First, some data cleaning to free some space on the google shell account
cd /home/nicola_barban/Sociogenomics/Data/
rm *.*
cd /home/nicola_barban/Sociogenomics/Results/
rm *.*
This requires time and installs miniconda (which is a python distribution) in the system
cd /home/nicola_barban/Sociogenomics/Software
wget https://repo.continuum.io/miniconda/Miniconda3-latest-Linux-x86_64.sh -O ~/miniconda.sh
bash ~/miniconda.sh -b -p
rm ~/miniconda.sh
source $HOME/miniconda3/bin/activate
This installs LDSC in your system
cd /home/nicola_barban/Sociogenomics/Software
git clone https://github.com/bulik/ldsc.git
cd ldsc
Congratulations you have installed LDSC now you have to install some packeges that LDSC uses for its calculations
conda env create --file environment.yml
source activate ldsc
Now, let’s check if everything works
./ldsc.py -h
./munge_sumstats.py -h
This is the LDSC command to estimate heritability. We need the following files:
cd /home/nicola_barban/Sociogenomics
First we need to “munge” summary statistics, that is to make ti comparable with reference data that have info on LD scores
##This takes a lot of time. you can skip this and find the prepared data in the folder
python Software/ldsc/munge_sumstats.py \
--sumstats Data/Giant_Height2018.txt.gz \
--snp SNP \
--N-col N \
--a1 Tested_Allele \
--a2 Other_Allele \
--p P \
--frq Freq_Tested_Allele_in_HRS \
--out Results/height \
--merge-alleles Data/w_hm3.snplist
The folder eur_w_ld_chr/ contains the LD scores that are merged with our summary statistics
python Software/ldsc/ldsc.py \
--h2 Data/height.sumstats.gz \
--ref-ld-chr Data/eur_w_ld_chr/ \
--w-ld-chr Data/eur_w_ld_chr/ \
--out Results/height_h2
Now we can try to estimate genetic correlation between height and educational attainment.

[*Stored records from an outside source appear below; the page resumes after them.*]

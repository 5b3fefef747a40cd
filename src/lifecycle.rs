//! Per-operation lifecycle tracking.
//!
//! ```text
//! Unplanned -> Creating -> (Polling) -> Ready -> Updating -> Ready
//!                                         |
//!                                      Deleting -> Deleted
//!
//! Creating | Polling | Updating | Deleting -> Failed
//! ```
//!
//! `Deleted` and `Failed` are terminal.

use std::fmt;

use serde::{Deserialize, Serialize};
use tracing::{debug, warn};

use crate::error::ProviderError;

/// Where a resource is in its managed lifecycle.
#[derive(Debug, Clone, Copy, PartialEq, Eq, Serialize, Deserialize)]
#[serde(rename_all = "snake_case")]
pub enum LifecycleState {
    /// Declared but never created.
    Unplanned,
    /// Create request in flight.
    Creating,
    /// Created, waiting for the remote status to converge.
    Polling,
    /// Exists remotely and matches the last applied state.
    Ready,
    /// In-place update in flight.
    Updating,
    /// Delete request in flight.
    Deleting,
    /// Removed remotely.
    Deleted,
    /// An operation failed.
    Failed,
}

impl LifecycleState {
    /// Whether `next` is a legal successor of this state.
    pub fn can_transition_to(self, next: LifecycleState) -> bool {
        use LifecycleState::*;
        matches!(
            (self, next),
            (Unplanned, Creating)
                | (Creating, Polling | Ready | Failed)
                | (Polling, Ready | Failed)
                | (Ready, Updating | Deleting)
                | (Updating, Ready | Failed)
                | (Deleting, Deleted | Failed)
        )
    }

    /// No transition leaves this state.
    pub fn is_terminal(self) -> bool {
        matches!(self, LifecycleState::Deleted | LifecycleState::Failed)
    }
}

impl fmt::Display for LifecycleState {
    fn fmt(&self, f: &mut fmt::Formatter<'_>) -> fmt::Result {
        let name = match self {
            LifecycleState::Unplanned => "unplanned",
            LifecycleState::Creating => "creating",
            LifecycleState::Polling => "polling",
            LifecycleState::Ready => "ready",
            LifecycleState::Updating => "updating",
            LifecycleState::Deleting => "deleting",
            LifecycleState::Deleted => "deleted",
            LifecycleState::Failed => "failed",
        };
        f.write_str(name)
    }
}

/// Tracks one resource through a single orchestrated operation.
#[derive(Debug, Clone)]
pub struct Lifecycle {
    resource_type: String,
    state: LifecycleState,
    history: Vec<LifecycleState>,
}

impl Lifecycle {
    /// Start from [`LifecycleState::Unplanned`], for a create.
    pub fn new(resource_type: impl Into<String>) -> Self {
        Self::starting_at(resource_type, LifecycleState::Unplanned)
    }

    /// Start from [`LifecycleState::Ready`], for a resource that already
    /// exists.
    pub fn existing(resource_type: impl Into<String>) -> Self {
        Self::starting_at(resource_type, LifecycleState::Ready)
    }

    fn starting_at(resource_type: impl Into<String>, state: LifecycleState) -> Self {
        Self {
            resource_type: resource_type.into(),
            state,
            history: vec![state],
        }
    }

    /// Current state.
    pub fn state(&self) -> LifecycleState {
        self.state
    }

    /// Every state visited, oldest first.
    pub fn history(&self) -> &[LifecycleState] {
        &self.history
    }

    /// Move to `next`, rejecting illegal transitions.
    pub fn advance(&mut self, next: LifecycleState) -> Result<(), ProviderError> {
        if !self.state.can_transition_to(next) {
            warn!(
                resource_type = %self.resource_type,
                from = %self.state,
                to = %next,
                "illegal lifecycle transition"
            );
            return Err(ProviderError::FailedPrecondition(format!(
                "{}: cannot move from {} to {}",
                self.resource_type, self.state, next
            )));
        }
        debug!(
            resource_type = %self.resource_type,
            from = %self.state,
            to = %next,
            "lifecycle transition"
        );
        self.state = next;
        self.history.push(next);
        Ok(())
    }

    /// Record a failure of the in-flight operation.
    ///
    /// A no-op from states that cannot fail (not yet started, or already
    /// terminal).
    pub fn fail(&mut self) {
        if self.state.can_transition_to(LifecycleState::Failed) {
            self.state = LifecycleState::Failed;
            self.history.push(LifecycleState::Failed);
            warn!(resource_type = %self.resource_type, "operation failed");
        }
    }
}
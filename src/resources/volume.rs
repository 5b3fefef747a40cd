//! `teraswitch_volume`: block storage volumes.
//!
//! The API has no single-volume lookup, so reads list the project's volumes
//! and pick the one whose `volumeId` matches.

use serde::{Deserialize, Serialize};
use serde_json::{json, Value};
use tracing::{debug, info};

use super::{decode, encode, project_query, require_id, to_i32, Resource};
use crate::error::ProviderError;
use crate::lifecycle::{Lifecycle, LifecycleState};
use crate::provider::ProviderContext;
use crate::schema::{Attribute, Schema, Validator};

const TYPE_NAME: &str = "teraswitch_volume";

/// Declared and stored state of a volume.
#[allow(missing_docs)]
#[derive(Debug, Clone, Default, PartialEq, Serialize, Deserialize)]
#[serde(default)]
pub struct VolumeModel {
    pub id: Option<String>,
    pub region_id: String,
    pub display_name: String,
    pub volume_type: String,
    pub size: i64,
    pub description: Option<String>,
    pub image_name: Option<String>,
    pub status: Option<String>,
}

#[derive(Debug, Serialize)]
#[serde(rename_all = "camelCase")]
struct CreateVolumeRequest<'a> {
    #[serde(skip_serializing_if = "Option::is_none")]
    description: Option<&'a str>,
    display_name: &'a str,
    #[serde(skip_serializing_if = "Option::is_none")]
    image_name: Option<&'a str>,
    region_id: &'a str,
    size: i32,
    volume_type: &'a str,
}

impl<'a> CreateVolumeRequest<'a> {
    fn from_model(model: &'a VolumeModel) -> Result<Self, ProviderError> {
        Ok(Self {
            description: model.description.as_deref(),
            display_name: &model.display_name,
            image_name: model.image_name.as_deref(),
            region_id: &model.region_id,
            size: to_i32(model.size, "size")?,
            volume_type: &model.volume_type,
        })
    }
}

#[derive(Debug, Default, Deserialize)]
#[serde(rename_all = "camelCase", default)]
struct CreatedVolume {
    volume_id: Option<String>,
    status: Option<String>,
}

/// A volume as listed by the API.
#[allow(missing_docs)]
#[derive(Debug, Clone, Default, PartialEq, Serialize, Deserialize)]
#[serde(rename_all = "camelCase", default)]
pub struct Volume {
    pub volume_id: String,
    pub description: Option<String>,
    pub display_name: Option<String>,
    pub region: Option<String>,
    pub size: Option<i64>,
    pub status: Option<String>,
    pub volume_type: Option<String>,
    pub created_at: Option<String>,
    pub updated_at: Option<String>,
}

impl Volume {
    fn apply_to(self, model: &mut VolumeModel) {
        if let Some(region) = self.region {
            model.region_id = region;
        }
        if let Some(name) = self.display_name {
            model.display_name = name;
        }
        if let Some(size) = self.size {
            model.size = size;
        }
        if let Some(volume_type) = self.volume_type {
            model.volume_type = volume_type;
        }
        model.description = self.description;
        model.status = self.status;
    }
}

async fn find_volume(ctx: &ProviderContext, id: &str) -> Result<Volume, ProviderError> {
    let volumes: Vec<Volume> = ctx
        .client()
        .get("/v2/Volume", &project_query(ctx)?)
        .await?
        .result
        .unwrap_or_default();
    debug!(count = volumes.len(), id, "scanning volumes");

    volumes
        .into_iter()
        .find(|v| v.volume_id == id)
        .ok_or_else(|| ProviderError::NotFound(format!("volume {:?}", id)))
}

/// Handler for `teraswitch_volume`.
#[derive(Debug, Clone, Copy, Default)]
pub struct VolumeResource;

#[async_trait::async_trait]
impl Resource for VolumeResource {
    fn type_name(&self) -> &'static str {
        TYPE_NAME
    }

    fn schema(&self) -> Schema {
        Schema::v0()
            .with_description("Volume")
            .with_attribute(
                "id",
                Attribute::computed_string().with_description("ID of the volume"),
            )
            .with_attribute(
                "region_id",
                Attribute::required_string()
                    .requires_replace()
                    .with_description("The ID of the region that the volume will be created in."),
            )
            .with_attribute(
                "display_name",
                Attribute::required_string()
                    .requires_replace()
                    .with_description("The display name of the volume."),
            )
            .with_attribute(
                "volume_type",
                Attribute::required_string()
                    .requires_replace()
                    .with_description("The underlying storage type of the volume, e.g. NVME."),
            )
            .with_attribute(
                "size",
                Attribute::required_int64()
                    .requires_replace()
                    .with_validator(Validator::Range {
                        min: Some(1),
                        max: Some(i64::from(i32::MAX)),
                    })
                    .with_description("The size of the volume in gibibytes (GiB)."),
            )
            .with_attribute(
                "description",
                Attribute::optional_string()
                    .requires_replace()
                    .with_description("The description of the volume."),
            )
            .with_attribute(
                "image_name",
                Attribute::optional_string()
                    .requires_replace()
                    .with_description("The name of the image to create the volume from."),
            )
            .with_attribute(
                "status",
                Attribute::computed_string().with_description("The status of the volume."),
            )
    }

    async fn create(
        &self,
        ctx: &ProviderContext,
        planned: Value,
        lifecycle: &mut Lifecycle,
    ) -> Result<Value, ProviderError> {
        let mut model: VolumeModel = decode(planned, TYPE_NAME)?;
        let query = project_query(ctx)?;
        let body = CreateVolumeRequest::from_model(&model)?;

        lifecycle.advance(LifecycleState::Creating)?;
        let created: CreatedVolume = ctx
            .client()
            .post("/v2/Volume", &query, &body)
            .await?
            .into_result("create volume")?;
        let id = created.volume_id.ok_or_else(|| {
            ProviderError::Decode("create volume: response carried no volumeId".into())
        })?;
        info!(id = %id, size_gib = model.size, "volume created");
        model.id = Some(id);
        model.status = created.status;

        lifecycle.advance(LifecycleState::Ready)?;
        encode(&model)
    }

    async fn read(&self, ctx: &ProviderContext, state: Value) -> Result<Value, ProviderError> {
        let mut model: VolumeModel = decode(state, TYPE_NAME)?;
        let id = require_id(&model.id, TYPE_NAME)?;

        find_volume(ctx, &id).await?.apply_to(&mut model);
        encode(&model)
    }

    async fn update(
        &self,
        _ctx: &ProviderContext,
        prior: Value,
        planned: Value,
    ) -> Result<Value, ProviderError> {
        let prior: VolumeModel = decode(prior, TYPE_NAME)?;
        let mut planned: VolumeModel = decode(planned, TYPE_NAME)?;
        planned.id = Some(require_id(&prior.id, TYPE_NAME)?);
        planned.status = prior.status;
        encode(&planned)
    }

    async fn delete(&self, ctx: &ProviderContext, state: Value) -> Result<(), ProviderError> {
        let model: VolumeModel = decode(state, TYPE_NAME)?;
        let id = require_id(&model.id, TYPE_NAME)?;

        let body = json!({ "regionId": model.region_id, "volumeId": id });
        ctx.client()
            .delete::<Value>("/v2/Volume", &project_query(ctx)?, Some(body))
            .await?;
        info!(id = %id, "volume deleted");
        Ok(())
    }

    async fn import(&self, ctx: &ProviderContext, id: &str) -> Result<Value, ProviderError> {
        let stub = VolumeModel {
            id: Some(id.to_string()),
            ..Default::default()
        };
        self.read(ctx, encode(&stub)?).await
    }
}
//! `teraswitch_network`: private networks.
//!
//! Networks are scoped to the provider's project. Every input replaces the
//! network; there is no update endpoint.

use serde::{Deserialize, Serialize};
use serde_json::Value;
use tracing::info;

use super::{decode, encode, project_query, require_id, Resource};
use crate::error::ProviderError;
use crate::lifecycle::{Lifecycle, LifecycleState};
use crate::provider::ProviderContext;
use crate::schema::{Attribute, Schema};

const TYPE_NAME: &str = "teraswitch_network";

/// Declared and stored state of a network.
#[allow(missing_docs)]
#[derive(Debug, Clone, Default, PartialEq, Serialize, Deserialize)]
#[serde(default)]
pub struct NetworkModel {
    pub id: Option<String>,
    pub region_id: String,
    pub display_name: Option<String>,
    pub v4_subnet: String,
    pub v4_subnet_mask: String,
}

#[derive(Debug, Serialize)]
#[serde(rename_all = "camelCase")]
struct CreateNetworkRequest<'a> {
    #[serde(skip_serializing_if = "Option::is_none")]
    display_name: Option<&'a str>,
    region_id: &'a str,
    v4_subnet: &'a str,
    v4_subnet_mask: &'a str,
}

/// A network as reported by the API.
#[allow(missing_docs)]
#[derive(Debug, Clone, Default, PartialEq, Serialize, Deserialize)]
#[serde(rename_all = "camelCase", default)]
pub struct Network {
    pub id: Option<String>,
    pub display_name: Option<String>,
    pub region_id: Option<String>,
    pub v4_subnet: Option<String>,
    pub v4_subnet_mask: Option<String>,
}

/// Handler for `teraswitch_network`.
#[derive(Debug, Clone, Copy, Default)]
pub struct NetworkResource;

#[async_trait::async_trait]
impl Resource for NetworkResource {
    fn type_name(&self) -> &'static str {
        TYPE_NAME
    }

    fn schema(&self) -> Schema {
        Schema::v0()
            .with_description("Network")
            .with_attribute(
                "id",
                Attribute::computed_string().with_description("Id of the network"),
            )
            .with_attribute(
                "region_id",
                Attribute::required_string()
                    .requires_replace()
                    .with_description("The ID of the region that the network will be created in"),
            )
            .with_attribute(
                "display_name",
                Attribute::optional_string()
                    .requires_replace()
                    .with_description("The display name of the network."),
            )
            .with_attribute(
                "v4_subnet",
                Attribute::required_string()
                    .requires_replace()
                    .with_description("The IPv4 subnet that the network will use"),
            )
            .with_attribute(
                "v4_subnet_mask",
                Attribute::required_string()
                    .requires_replace()
                    .with_description("The IPv4 subnet mask that the network will use"),
            )
    }

    async fn create(
        &self,
        ctx: &ProviderContext,
        planned: Value,
        lifecycle: &mut Lifecycle,
    ) -> Result<Value, ProviderError> {
        let mut model: NetworkModel = decode(planned, TYPE_NAME)?;
        let query = project_query(ctx)?;
        let body = CreateNetworkRequest {
            display_name: model.display_name.as_deref(),
            region_id: &model.region_id,
            v4_subnet: &model.v4_subnet,
            v4_subnet_mask: &model.v4_subnet_mask,
        };

        lifecycle.advance(LifecycleState::Creating)?;
        let created: Network = ctx
            .client()
            .post("/v2/Network", &query, &body)
            .await?
            .into_result("create network")?;
        let id = created
            .id
            .ok_or_else(|| ProviderError::Decode("create network: response carried no id".into()))?;
        info!(id = %id, region = %model.region_id, "network created");
        model.id = Some(id);

        lifecycle.advance(LifecycleState::Ready)?;
        encode(&model)
    }

    async fn read(&self, ctx: &ProviderContext, state: Value) -> Result<Value, ProviderError> {
        let mut model: NetworkModel = decode(state, TYPE_NAME)?;
        let id = require_id(&model.id, TYPE_NAME)?;

        let observed: Network = ctx
            .client()
            .get(&format!("/v2/Network/{}", id), &project_query(ctx)?)
            .await?
            .into_result("get network")?;

        if let Some(region) = observed.region_id {
            model.region_id = region;
        }
        if observed.display_name.is_some() {
            model.display_name = observed.display_name;
        }
        if let Some(subnet) = observed.v4_subnet {
            model.v4_subnet = subnet;
        }
        if let Some(mask) = observed.v4_subnet_mask {
            model.v4_subnet_mask = mask;
        }
        encode(&model)
    }

    async fn update(
        &self,
        _ctx: &ProviderContext,
        prior: Value,
        planned: Value,
    ) -> Result<Value, ProviderError> {
        let prior: NetworkModel = decode(prior, TYPE_NAME)?;
        let mut planned: NetworkModel = decode(planned, TYPE_NAME)?;
        planned.id = Some(require_id(&prior.id, TYPE_NAME)?);
        encode(&planned)
    }

    async fn delete(&self, ctx: &ProviderContext, state: Value) -> Result<(), ProviderError> {
        let model: NetworkModel = decode(state, TYPE_NAME)?;
        let id = require_id(&model.id, TYPE_NAME)?;

        ctx.client()
            .delete::<Value>(&format!("/v2/Network/{}", id), &project_query(ctx)?, None)
            .await?;
        info!(id = %id, "network deleted");
        Ok(())
    }

    async fn import(&self, ctx: &ProviderContext, id: &str) -> Result<Value, ProviderError> {
        let stub = NetworkModel {
            id: Some(id.to_string()),
            ..Default::default()
        };
        self.read(ctx, encode(&stub)?).await
    }
}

First, we need to prepare data for Educational Attainment
##This takes a lot of time. you can skip this and find the prepared data in the folder
python Software/ldsc/munge_sumstats.py \
--sumstats Data/EA2_results.txt.gz \
--snp SNP\
--N 500000 \
--a1 A1 \
--a2 A2 \
--p Pval \
--frq EAF \
--out Reults/Educ \
--merge-alleles Data/w_hm3.snplist
And this is finally the command to estimate genetic correlation
python Software/ldsc/ldsc.py \
--rg Data/height.sumstats.gz,Data/Educ.sumstats.gz \
--ref-ld-chr Data/eur_w_ld_chr/ \
--w-ld-chr Data/eur_w_ld_chr/ \
--out Results/height_educ